4

I’m struggling with a conditional clause. This one is easy:

If I were you, I would do xyz ...

But I have these three statements:

I was a student.

It was my vacation.

My professor gave me this assignment.

Now, I want to turn these three into conditional clauses:

If I were a student, and it were my vacation, and my professor gave me this assignment, I would do xyz ...

Somehow, this doesn’t sound right. How do I fix it? (I want to keep the informal, conversational tone denoted by the repeated and)

3
  • Don't see what's wrong with your sentence myself, other than possibly having to "if it were"s in the same sentence sounds slightly over-pedantic to my ears. Commented Mar 17, 2011 at 2:13
  • 1
    Can't see anything wrong with the sentence.
    – n0nChun
    Commented Mar 17, 2011 at 6:51
  • There's nothing technically wrong with it beyond the repeated "and"s Jen points out. I think the question is how to rephrase a sentence made of those clauses in such a way as to keep it grammatical and keep/expand the informal, conversational tone, but make it less ungainly, which as a native speaker/reader/writer I will admit can be difficult with the subjunctive...
    – kitukwfyer
    Commented Mar 18, 2011 at 3:48

6 Answers 6

5

If you begin with a sentence in the present and you turn it into an unreal situation with an if clause ("if x were true now, y would be true now too: but x isn't true now, and neither is y"), you normally use the past subjunctive + would:

I am rich and I am arrogant

=> If I were rich, I'd be arrogant (but I'm not rich, and I'm not arrogant).

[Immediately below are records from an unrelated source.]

//! Parses one `restfs` destination spec:
//! `id=<n>,dest=<dev>[,mkfs=<fs>][,mkfsopt=<str>][,label=<s>][,uuid=<s>]`.

use std::path::PathBuf;

use fsarc_core::FsDestination;

#[derive(Debug, Clone)]
pub struct DestSpec(FsDestination);

impl DestSpec {
    pub fn into_inner(self) -> FsDestination {
        self.0
    }

    /// `clap` value parser: splits on `,` then on the first `=` of each
    /// term. Unknown keys are rejected; `id=` and `dest=` are mandatory.
    pub fn parse(s: &str) -> Result<Self, String> {
        let mut fs_id = None;
        let mut dest = None;
        let mut mkfs = None;
        let mut mkfs_opts = None;
        let mut label = None;
        let mut uuid = None;

        for term in s.split(',') {
            let (key, value) = term
                .split_once('=')
                .ok_or_else(|| format!("'{term}' is not a key=value term"))?;
            match key {
                "id" => {
                    fs_id = Some(value.parse::<u16>().map_err(|e| format!("invalid id '{value}': {e}"))?);
                }
                "dest" => dest = Some(PathBuf::from(value)),
                "mkfs" => mkfs = Some(value.to_string()),
                "mkfsopt" => mkfs_opts = Some(value.to_string()),
                "label" => label = Some(value.to_string()),
                "uuid" => uuid = Some(value.to_string()),
                other => return Err(format!("unknown destination key '{other}'")),
            }
        }

        let fs_id = fs_id.ok_or_else(|| "destination spec is missing 'id='".to_string())?;
        let dest = dest.ok_or_else(|| "destination spec is missing 'dest='".to_string())?;

        Ok(DestSpec(FsDestination {
            fs_id,
            dest,
            mkfs,
            mkfs_opts,
            label,
            uuid,
        }))
    }
}

#[cfg(test)]
mod tests {
    use super::*;

    #[test]
    fn parses_a_minimal_spec() {
        let spec = DestSpec::parse("id=0,dest=/dev/sdb1").unwrap().into_inner();
        assert_eq!(spec.fs_id, 0);
        assert_eq!(spec.dest, PathBuf::from("/dev/sdb1"));
        assert!(spec.mkfs.is_none());
    }

    #[test]
    fn parses_every_optional_key() {
        let spec = DestSpec::parse("id=2,dest=/dev/sdc1,mkfs=ext4,mkfsopt=-F,label=root,uuid=abc-123")
            .unwrap()
            .into_inner();
        assert_eq!(spec.fs_id, 2);
        assert_eq!(spec.mkfs.as_deref(), Some("ext4"));
        assert_eq!(spec.mkfs_opts.as_deref(), Some("-F"));
        assert_eq!(spec.label.as_deref(), Some("root"));
        assert_eq!(spec.uuid.as_deref(), Some("abc-123"));
    }

    #[test]
    fn rejects_missing_id() {
        assert!(DestSpec::parse("dest=/dev/sdb1").is_err());
    }

    #[test]
    fn rejects_unknown_key() {
        assert!(DestSpec::parse("id=0,dest=/dev/sdb1,bogus=1").is_err());
    }
}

If you begin with a situation in the past and you turn it into an unreal situation in the past ("if x had been true then, y would have been true then too: but we know x wasn't true then, and y wasn't either"), you use the past perfect subjunctive and would + have + past participle:

Russian communism worked and there were no economic problems

=> If Russian communism had worked, there wouldn't have been economic problems (but it didn't work, and there were problems).

Of course other combinations are possible, but this is the basic system. If you have a two- or threefold condition, as in your example, the tenses used depend on two things:

  1. Is the main situation supposed to be an unreal situation in the past or in the present?

  2. Are the parts of the condition (the if clauses) supposed to be happening at the same time, or did one happen before the others? If they didn't happen at the same time, those that were earlier than the "main" situation should be put in a tense that precedes the tense of the main situation (if possible): if the main situation is an unreal situation in the present, earlier parts should be in the past perfect subjunctive.

Let's assume that your example is about an unreal situation in the present ("if x were true now, y would be true now too"). It matters then whether all three things happened at roughly the same time—in this case, in the order by which they are mentioned: first A, then B, then C—or the assignment was given before the vacation.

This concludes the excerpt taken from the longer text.